--- START ---

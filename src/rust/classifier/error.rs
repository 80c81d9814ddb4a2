use crate::model_file::ModelFileError;

/// Represents the different types of errors that can occur while building,
/// training, using or restoring a classifier.
#[derive(Debug, thiserror::Error)]
pub enum ClassifierError {
    /// The persisted classifier type tag names no known family
    #[error("unknown classifier id: {0}")]
    UnknownId(i64),
    /// Prediction or persistence was requested before training
    #[error("the classifier has not been trained")]
    NotTrained,
    /// Feature matrix or label vector has the wrong shape or content
    #[error("invalid classifier input: {0}")]
    InvalidInput(String),
    /// A hyperparameter is out of range
    #[error("invalid classifier parameters: {0}")]
    InvalidParams(String),
    /// Training finished without producing a usable model
    #[error("classifier training failed: {0}")]
    Training(String),
    /// Restored native state is structurally inconsistent
    #[error("corrupt classifier state: {0}")]
    Corrupt(String),
    /// The native state could not be serialized
    #[error("could not encode the classifier state: {0}")]
    Encode(#[source] serde_json::Error),
    #[error(transparent)]
    ModelFile(#[from] ModelFileError),
}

--- END ---

- [Task details]
Every line of the entries above that holds "state" should be copied out.

- [Solution]
    /// Restored native state is structurally inconsistent
    #[error("corrupt classifier state: {0}")]
    /// The native state could not be serialized
    #[error("could not encode the classifier state: {0}")]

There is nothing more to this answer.